What the task asks |
Nothing in the data is to be left out; copy it exactly.
[Start of section]
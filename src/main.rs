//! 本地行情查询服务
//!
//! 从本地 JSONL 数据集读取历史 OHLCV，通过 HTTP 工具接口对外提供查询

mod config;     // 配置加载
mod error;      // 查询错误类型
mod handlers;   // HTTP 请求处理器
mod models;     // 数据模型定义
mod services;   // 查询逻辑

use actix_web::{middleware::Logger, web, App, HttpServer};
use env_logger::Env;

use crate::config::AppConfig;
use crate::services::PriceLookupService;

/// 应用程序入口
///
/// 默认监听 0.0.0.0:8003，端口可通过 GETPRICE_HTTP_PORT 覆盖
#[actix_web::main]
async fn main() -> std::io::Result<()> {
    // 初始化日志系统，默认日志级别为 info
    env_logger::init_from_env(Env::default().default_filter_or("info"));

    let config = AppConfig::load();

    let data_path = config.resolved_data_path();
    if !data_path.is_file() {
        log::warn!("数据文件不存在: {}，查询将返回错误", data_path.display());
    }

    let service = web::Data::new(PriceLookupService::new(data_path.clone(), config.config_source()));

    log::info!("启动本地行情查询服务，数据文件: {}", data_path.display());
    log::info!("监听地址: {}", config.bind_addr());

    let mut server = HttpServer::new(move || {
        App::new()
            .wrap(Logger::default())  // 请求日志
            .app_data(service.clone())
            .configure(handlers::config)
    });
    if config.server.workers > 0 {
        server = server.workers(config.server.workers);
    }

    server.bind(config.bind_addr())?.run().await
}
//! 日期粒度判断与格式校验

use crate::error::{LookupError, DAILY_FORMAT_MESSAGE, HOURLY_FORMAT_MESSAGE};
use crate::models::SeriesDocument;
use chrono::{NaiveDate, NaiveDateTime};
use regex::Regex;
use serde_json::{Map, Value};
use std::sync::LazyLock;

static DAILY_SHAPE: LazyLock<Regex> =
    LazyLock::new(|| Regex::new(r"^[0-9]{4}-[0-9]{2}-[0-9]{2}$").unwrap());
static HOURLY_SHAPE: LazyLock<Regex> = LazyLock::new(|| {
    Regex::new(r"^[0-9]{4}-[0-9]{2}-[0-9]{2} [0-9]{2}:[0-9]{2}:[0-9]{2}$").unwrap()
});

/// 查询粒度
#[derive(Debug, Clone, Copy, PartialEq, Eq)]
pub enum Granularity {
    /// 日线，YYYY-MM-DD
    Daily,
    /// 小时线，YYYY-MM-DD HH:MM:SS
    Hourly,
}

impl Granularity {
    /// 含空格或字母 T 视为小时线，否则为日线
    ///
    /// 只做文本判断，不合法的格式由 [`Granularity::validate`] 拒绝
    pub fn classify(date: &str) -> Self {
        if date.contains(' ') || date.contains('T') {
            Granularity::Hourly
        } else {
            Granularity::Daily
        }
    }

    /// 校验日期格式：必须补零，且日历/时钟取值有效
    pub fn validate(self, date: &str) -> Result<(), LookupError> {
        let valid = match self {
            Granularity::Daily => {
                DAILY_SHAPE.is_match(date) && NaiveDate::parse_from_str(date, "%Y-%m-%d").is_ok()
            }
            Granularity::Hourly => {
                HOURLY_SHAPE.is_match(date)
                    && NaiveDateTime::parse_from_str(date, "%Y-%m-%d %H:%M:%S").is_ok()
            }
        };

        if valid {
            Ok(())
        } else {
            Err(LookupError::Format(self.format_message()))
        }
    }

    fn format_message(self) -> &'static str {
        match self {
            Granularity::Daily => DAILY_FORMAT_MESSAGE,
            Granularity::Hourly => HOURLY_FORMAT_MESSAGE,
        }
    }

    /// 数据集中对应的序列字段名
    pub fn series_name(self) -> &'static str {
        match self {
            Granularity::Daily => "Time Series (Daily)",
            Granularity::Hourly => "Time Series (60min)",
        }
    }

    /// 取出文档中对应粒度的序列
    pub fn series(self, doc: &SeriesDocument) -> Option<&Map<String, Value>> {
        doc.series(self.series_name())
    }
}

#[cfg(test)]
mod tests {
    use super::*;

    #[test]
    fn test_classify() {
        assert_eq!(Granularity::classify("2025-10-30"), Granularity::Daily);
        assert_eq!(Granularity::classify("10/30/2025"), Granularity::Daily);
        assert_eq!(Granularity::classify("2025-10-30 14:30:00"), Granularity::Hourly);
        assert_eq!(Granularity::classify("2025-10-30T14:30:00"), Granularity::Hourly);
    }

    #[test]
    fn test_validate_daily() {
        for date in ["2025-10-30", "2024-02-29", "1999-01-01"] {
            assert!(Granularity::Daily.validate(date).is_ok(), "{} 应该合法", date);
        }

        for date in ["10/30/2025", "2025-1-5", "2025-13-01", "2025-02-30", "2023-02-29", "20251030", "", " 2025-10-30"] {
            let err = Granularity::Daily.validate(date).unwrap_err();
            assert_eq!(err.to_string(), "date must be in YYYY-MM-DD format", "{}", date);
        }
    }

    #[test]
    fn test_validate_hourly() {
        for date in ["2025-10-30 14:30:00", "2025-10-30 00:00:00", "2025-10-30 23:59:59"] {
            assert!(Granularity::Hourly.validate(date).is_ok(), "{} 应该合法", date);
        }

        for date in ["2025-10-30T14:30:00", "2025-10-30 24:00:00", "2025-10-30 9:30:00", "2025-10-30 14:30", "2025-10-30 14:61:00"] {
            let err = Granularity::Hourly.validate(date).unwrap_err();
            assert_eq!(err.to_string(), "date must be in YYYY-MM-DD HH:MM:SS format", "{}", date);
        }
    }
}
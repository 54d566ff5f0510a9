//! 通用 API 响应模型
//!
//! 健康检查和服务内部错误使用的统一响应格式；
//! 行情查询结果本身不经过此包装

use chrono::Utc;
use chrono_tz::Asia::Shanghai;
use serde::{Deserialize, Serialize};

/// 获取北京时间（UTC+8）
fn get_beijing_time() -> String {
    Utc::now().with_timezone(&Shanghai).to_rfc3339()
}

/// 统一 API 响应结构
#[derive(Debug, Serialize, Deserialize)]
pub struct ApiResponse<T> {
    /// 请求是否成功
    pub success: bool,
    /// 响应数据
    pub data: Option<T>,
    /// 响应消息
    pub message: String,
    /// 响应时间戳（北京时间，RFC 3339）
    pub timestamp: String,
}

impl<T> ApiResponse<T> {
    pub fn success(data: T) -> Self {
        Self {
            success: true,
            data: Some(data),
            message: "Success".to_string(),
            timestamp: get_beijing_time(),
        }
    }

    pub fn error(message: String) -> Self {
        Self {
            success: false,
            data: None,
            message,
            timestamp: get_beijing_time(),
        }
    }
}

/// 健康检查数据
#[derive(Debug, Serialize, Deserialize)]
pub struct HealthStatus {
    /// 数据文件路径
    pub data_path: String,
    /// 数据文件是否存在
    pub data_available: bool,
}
[End of section]
Result of the task |
filename src/main.rs
//! 本地行情查询服务
//!
//! 从本地 JSONL 数据集读取历史 OHLCV，通过 HTTP 工具接口对外提供查询

mod config;     // 配置加载
mod error;      // 查询错误类型
mod handlers;   // HTTP 请求处理器
mod models;     // 数据模型定义
mod services;   // 查询逻辑

use actix_web::{middleware::Logger, web, App, HttpServer};
use env_logger::Env;

use crate::config::AppConfig;
use crate::services::PriceLookupService;

/// 应用程序入口
///
/// 默认监听 0.0.0.0:8003，端口可通过 GETPRICE_HTTP_PORT 覆盖
#[actix_web::main]
async fn main() -> std::io::Result<()> {
    // 初始化日志系统，默认日志级别为 info
    env_logger::init_from_env(Env::default().default_filter_or("info"));

    let config = AppConfig::load();

    let data_path = config.resolved_data_path();
    if !data_path.is_file() {
        log::warn!("数据文件不存在: {}，查询将返回错误", data_path.display());
    }

    let service = web::Data::new(PriceLookupService::new(data_path.clone(), config.config_source()));

    log::info!("启动本地行情查询服务，数据文件: {}", data_path.display());
    log::info!("监听地址: {}", config.bind_addr());

    let mut server = HttpServer::new(move || {
        App::new()
            .wrap(Logger::default())  // 请求日志
            .app_data(service.clone())
            .configure(handlers::config)
    });
    if config.server.workers > 0 {
        server = server.workers(config.server.workers);
    }

    server.bind(config.bind_addr())?.run().await
}
//! 日期粒度判断与格式校验

use crate::error::{LookupError, DAILY_FORMAT_MESSAGE, HOURLY_FORMAT_MESSAGE};
use crate::models::SeriesDocument;
use chrono::{NaiveDate, NaiveDateTime};
use regex::Regex;
use serde_json::{Map, Value};
use std::sync::LazyLock;

static DAILY_SHAPE: LazyLock<Regex> =
    LazyLock::new(|| Regex::new(r"^[0-9]{4}-[0-9]{2}-[0-9]{2}$").unwrap());
static HOURLY_SHAPE: LazyLock<Regex> = LazyLock::new(|| {
    Regex::new(r"^[0-9]{4}-[0-9]{2}-[0-9]{2} [0-9]{2}:[0-9]{2}:[0-9]{2}$").unwrap()
});

/// 查询粒度
#[derive(Debug, Clone, Copy, PartialEq, Eq)]
pub enum Granularity {
    /// 日线，YYYY-MM-DD
    Daily,
    /// 小时线，YYYY-MM-DD HH:MM:SS
    Hourly,
}

impl Granularity {
    /// 含空格或字母 T 视为小时线，否则为日线
    ///
    /// 只做文本判断，不合法的格式由 [`Granularity::validate`] 拒绝
    pub fn classify(date: &str) -> Self {
        if date.contains(' ') || date.contains('T') {
            Granularity::Hourly
        } else {
            Granularity::Daily
        }
    }

    /// 校验日期格式：必须补零，且日历/时钟取值有效
    pub fn validate(self, date: &str) -> Result<(), LookupError> {
        let valid = match self {
            Granularity::Daily => {
                DAILY_SHAPE.is_match(date) && NaiveDate::parse_from_str(date, "%Y-%m-%d").is_ok()
            }
            Granularity::Hourly => {
                HOURLY_SHAPE.is_match(date)
                    && NaiveDateTime::parse_from_str(date, "%Y-%m-%d %H:%M:%S").is_ok()
            }
        };

        if valid {
            Ok(())
        } else {
            Err(LookupError::Format(self.format_message()))
        }
    }

    fn format_message(self) -> &'static str {
        match self {
            Granularity::Daily => DAILY_FORMAT_MESSAGE,
            Granularity::Hourly => HOURLY_FORMAT_MESSAGE,
        }
    }

    /// 数据集中对应的序列字段名
    pub fn series_name(self) -> &'static str {
        match self {
            Granularity::Daily => "Time Series (Daily)",
            Granularity::Hourly => "Time Series (60min)",
        }
    }

    /// 取出文档中对应粒度的序列
    pub fn series(self, doc: &SeriesDocument) -> Option<&Map<String, Value>> {
        doc.series(self.series_name())
    }
}

#[cfg(test)]
mod tests {
    use super::*;

    #[test]
    fn test_classify() {
        assert_eq!(Granularity::classify("2025-10-30"), Granularity::Daily);
        assert_eq!(Granularity::classify("10/30/2025"), Granularity::Daily);
        assert_eq!(Granularity::classify("2025-10-30 14:30:00"), Granularity::Hourly);
        assert_eq!(Granularity::classify("2025-10-30T14:30:00"), Granularity::Hourly);
    }

    #[test]
    fn test_validate_daily() {
        for date in ["2025-10-30", "2024-02-29", "1999-01-01"] {
            assert!(Granularity::Daily.validate(date).is_ok(), "{} 应该合法", date);
        }

        for date in ["10/30/2025", "2025-1-5", "2025-13-01", "2025-02-30", "2023-02-29", "20251030", "", " 2025-10-30"] {
            let err = Granularity::Daily.validate(date).unwrap_err();
            assert_eq!(err.to_string(), "date must be in YYYY-MM-DD format", "{}", date);
        }
    }

    #[test]
    fn test_validate_hourly() {
        for date in ["2025-10-30 14:30:00", "2025-10-30 00:00:00", "2025-10-30 23:59:59"] {
            assert!(Granularity::Hourly.validate(date).is_ok(), "{} 应该合法", date);
        }

        for date in ["2025-10-30T14:30:00", "2025-10-30 24:00:00", "2025-10-30 9:30:00", "2025-10-30 14:30", "2025-10-30 14:61:00"] {
            let err = Granularity::Hourly.validate(date).unwrap_err();
            assert_eq!(err.to_string(), "date must be in YYYY-MM-DD HH:MM:SS format", "{}", date);
        }
    }
}
repository 54d566ff5f0510a9
//! 通用 API 响应模型
//!
//! 健康检查和服务内部错误使用的统一响应格式；
//! 行情查询结果本身不经过此包装

use chrono::Utc;
use chrono_tz::Asia::Shanghai;
use serde::{Deserialize, Serialize};

/// 获取北京时间（UTC+8）
fn get_beijing_time() -> String {
    Utc::now().with_timezone(&Shanghai).to_rfc3339()
}

/// 统一 API 响应结构
#[derive(Debug, Serialize, Deserialize)]
pub struct ApiResponse<T> {
    /// 请求是否成功
    pub success: bool,
    /// 响应数据
    pub data: Option<T>,
    /// 响应消息
    pub message: String,
    /// 响应时间戳（北京时间，RFC 3339）
    pub timestamp: String,
}

impl<T> ApiResponse<T> {
    pub fn success(data: T) -> Self {
        Self {
            success: true,
            data: Some(data),
            message: "Success".to_string(),
            timestamp: get_beijing_time(),
        }
    }

    pub fn error(message: String) -> Self {
        Self {
            success: false,
            data: None,
            message,
            timestamp: get_beijing_time(),
        }
    }
}

/// 健康检查数据
#[derive(Debug, Serialize, Deserialize)]
pub struct HealthStatus {
    /// 数据文件路径
    pub data_path: String,
    /// 数据文件是否存在
    pub data_available: bool,
}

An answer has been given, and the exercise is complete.